É importante que o produtor saiba que no período seco a vaca está bastante susceptível ao estresse, visto que todo o seu manejo é modificado e ela passa por diversas situações novas – o que traz medo e ansiedade. Assim, as melhores condições devem lhe ser oferecidas, incluindo-se um manejo tranqüilo, longe de barulhos ou outras fontes de estresse. Neste sentido, o piquete maternidade deve ter boa drenagem, ser plano, limpo e de fácil visibilidade pelos tratadores, o que possibilitará uma melhor assistência ao parto, caso haja necessidade. O tipo de capim e o seu manejo também é importante, pois pasto alto pode dificultar a percepção de problemas ao parto.

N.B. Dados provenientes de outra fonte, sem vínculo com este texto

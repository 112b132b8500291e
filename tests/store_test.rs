//! 履歴保存テスト
//!
//! 応答パース → レコード化 → SQLite保存 → 復元 の一連を検証

use scan_ai::pipeline;
use scan_ai::store::{RecordStore, SqliteRecordStore};
use scan_ai_common::{parse_reply, Mode, Thumbnail};
use std::sync::Arc;
use tempfile::tempdir;

fn calorie_outcome() -> scan_ai_common::AnalysisOutcome {
    let reply = r#"{"items":[
        {"name":"Rice","portion":"1 cup","calories":200,"protein":4,"carbs":45,"fat":0.5},
        {"name":"Chicken","portion":"100g","calories":165,"protein":31,"carbs":0,"fat":3.6}
    ],"explanation":"Estimated from plate size"}"#;
    let mut outcome = parse_reply(reply, Mode::Calories);
    outcome.attach_thumbnail(Some(Thumbnail::from(vec![0xFF, 0xD8, 0xFF, 0xD9])));
    outcome
}

/// ファイルDBに保存し、開き直しても読める
#[test]
fn test_save_and_reopen() {
    let dir = tempdir().expect("Failed to create temp dir");
    let db_path = dir.path().join("nested").join("history.sqlite3");

    let outcome = calorie_outcome();
    let id = {
        let store = SqliteRecordStore::open(&db_path).unwrap();
        pipeline::save(&store, &outcome).unwrap().id
    };

    let store = SqliteRecordStore::open(&db_path).unwrap();
    let record = store.get(&id).unwrap().expect("record exists");
    assert_eq!(record.mode, Mode::Calories);
    assert_eq!(record.value, "365 kcal");
    assert_eq!(record.explanation, "Estimated from plate size");

    let restored = record.to_outcome();
    assert_eq!(restored.calorie_items().len(), 2);
    assert_eq!(restored.total_calories(), 365);
    assert_eq!(restored.calorie_items()[1].name, "Chicken");
    assert!(restored.raw_text.is_empty());

    // サムネイルは全要素で1つを共有
    let thumb = restored.thumbnail.clone().expect("thumbnail");
    assert_eq!(&thumb[..], &[0xFF, 0xD8, 0xFF, 0xD9]);
    for item in restored.calorie_items() {
        assert!(Arc::ptr_eq(item.thumbnail.as_ref().unwrap(), &thumb));
    }
}

/// 一覧は新しい順・件数制限あり
#[test]
fn test_history_order_and_limit() {
    let store = SqliteRecordStore::open_in_memory().unwrap();

    let replies = [
        (Mode::Weight, r#"{"objects":[{"name":"Apple","weight":"150","unit":"g"}]}"#),
        (Mode::PlantId, r#"{"plants":[{"commonName":"Monstera","scientificName":"Monstera deliciosa"}]}"#),
        (Mode::ObjectCount, r#"{"objects":[{"name":"Coin","count":5}]}"#),
    ];

    let mut ids = Vec::new();
    for (mode, reply) in replies {
        let record = pipeline::save(&store, &parse_reply(reply, mode)).unwrap();
        ids.push(record.id);
        std::thread::sleep(std::time::Duration::from_millis(5));
    }

    let recent = store.list_recent(10).unwrap();
    let listed: Vec<_> = recent.iter().map(|r| r.id).collect();
    assert_eq!(listed, ids.iter().rev().copied().collect::<Vec<_>>());
    assert_eq!(recent[0].summary(), "5 objects");
    assert_eq!(recent[1].summary(), "Monstera");
    assert_eq!(recent[2].summary(), "150 g");

    assert_eq!(store.list_recent(2).unwrap().len(), 2);
}

/// 翻訳の一覧表示は翻訳文の先頭60文字
#[test]
fn test_translation_summary_truncated() {
    let store = SqliteRecordStore::open_in_memory().unwrap();
    let long_text = "a".repeat(80);
    let reply = format!(
        r#"{{"translatedText":"{}","sourceLanguage":"Spanish","translationNotes":""}}"#,
        long_text
    );

    pipeline::save(&store, &parse_reply(&reply, Mode::Translate)).unwrap();

    let record = store.list_recent(1).unwrap().remove(0);
    let summary = record.summary();
    assert_eq!(summary, format!("{}…", "a".repeat(60)));

    let restored = record.to_outcome();
    assert_eq!(restored.translation().unwrap().source_language, "Spanish");
}

/// 削除
#[test]
fn test_delete_record() {
    let store = SqliteRecordStore::open_in_memory().unwrap();
    let reply = r#"{"objects":[{"name":"Box","length":"10","width":"5","height":"3","unit":"in"}]}"#;
    let record = pipeline::save(&store, &parse_reply(reply, Mode::Dimensions)).unwrap();

    assert!(store.delete(&record.id).unwrap());
    assert!(store.get(&record.id).unwrap().is_none());
    assert!(store.list_recent(10).unwrap().is_empty());
}

/// ペイロードのない汎用結果も保存できる
#[test]
fn test_save_generic_outcome() {
    let store = SqliteRecordStore::open_in_memory().unwrap();
    let outcome = parse_reply("I cannot tell the weight from this photo.", Mode::Weight);
    let record = pipeline::save(&store, &outcome).unwrap();
    assert!(record.payload.is_none());

    let loaded = store.get(&record.id).unwrap().unwrap();
    let restored = loaded.to_outcome();
    assert_eq!(restored.title, "Digital Scale");
    assert!(restored.payload.is_empty());
}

Infelizmente, poucos produtores secam suas vacas prenhes e alguns justificam afirmando que a produção de leite nesta lactação compensa a possível redução na próxima. É fato também a resistência à implantação do piquete maternidade.
O momento do parto em uma propriedade leiteira é de suma importância – para o produtor, que “ganhará” mais um animal e para a vaca, que passará por todo o estresse do parto. Porém isso não quer dizer que deva haver interferência no mesmo, sem que haja necessidade. Este é prioritariamente um momento da vaca e sua cria, devendo a fêmea ser auxiliada apenas quando em dificuldades, como por ocasião de partos distócicos, ou seja, se após 4 horas a fêmea não houver realmente conseguido parir. E nestes casos, o médico veterinário deverá ser chamado, abolindo-se a prática de retirada da cria a força pelo tratador, o que pode ocasionar morte da cria e lesões irreversíveis na fêmea.
Logo após o parto a vaca lambe a bezerra, estimulando-a a tentar levantar. As lambidas também estimulam a circulação sanguínea e o aquecimento da cria. Um cuidado que deve ser observado pelo tratador em climas frios ou em dias úmidos é a retirada da mãe e filha para um local protegido. O tratador deve observar também se a bezerra mama o colostro logo após o nascimento. Em caso negativo, deve estimulá-la ou, em casos mais extremos, fornecer o colostro em mamadeira ou balde, visto que este leite é rico em imunoglobulinas. As imunoglobulinas são os anticorpos maternos que protegem as crias nas primeiras duas semanas de vida, até que as mesmas possam produzir seus próprios anticorpos.
O colostro deve ser fornecido de forma integral, sem diluição, durante pelo menos os três primeiros dias de vida da bezerra (aproximadamente 5% do peso vivo, divididos em duas refeições diárias -manhã e tarde). A bezerra deve ingerir o colostro o mais cedo possível (até seis horas após seu nascimento), pois a capacidade de absorção das imunoglobulinas pelo epitélio intestinal diminui muito com o tempo, sendo praticamente inexistente após 36 horas do nascimento. Além disso, a concentração de imunoglobulinas cai bastante à medida que a vaca é ordenhada.
Após o contato inicial entre mãe e cria, durante o qual a vaca já deve ter cortado com os dentes boa parte do cordão umbilical, rompido quando do nascimento (a vaca em geral pare em pé, o que facilita o rompimento do cordão umbilical), o tratador deve cortar o umbigo da bezerra a dois dedos da inserção e mergulhar o coto em tintura de iodo a 10%. Por três dias consecutivos este tratamento com iodo deve ser repetido. Em localidades de clima mais úmido e quente, propensas a instalação de miíases, o uso de repelente de insetos é indicado – apenas ao redor do coto, não em cima do mesmo.
É importante que o tratador, ao pegar o animal recém nascido para tratar o umbigo, verifique se o mesmo não possui defeitos congênitos que possam inviabilizar sua sobrevivência, como por exemplo, a oclusão anal. Outros cuidados que devem acontecer ainda no dia do nascimento são identificação e pesagem da bezerra, com o preenchimento adequado das fichas correspondentes ao controle zootécnico do rebanho. Em uma propriedade leiteira o controle zootécnico correto pode fazer a diferença entre o lucro e o prejuízo.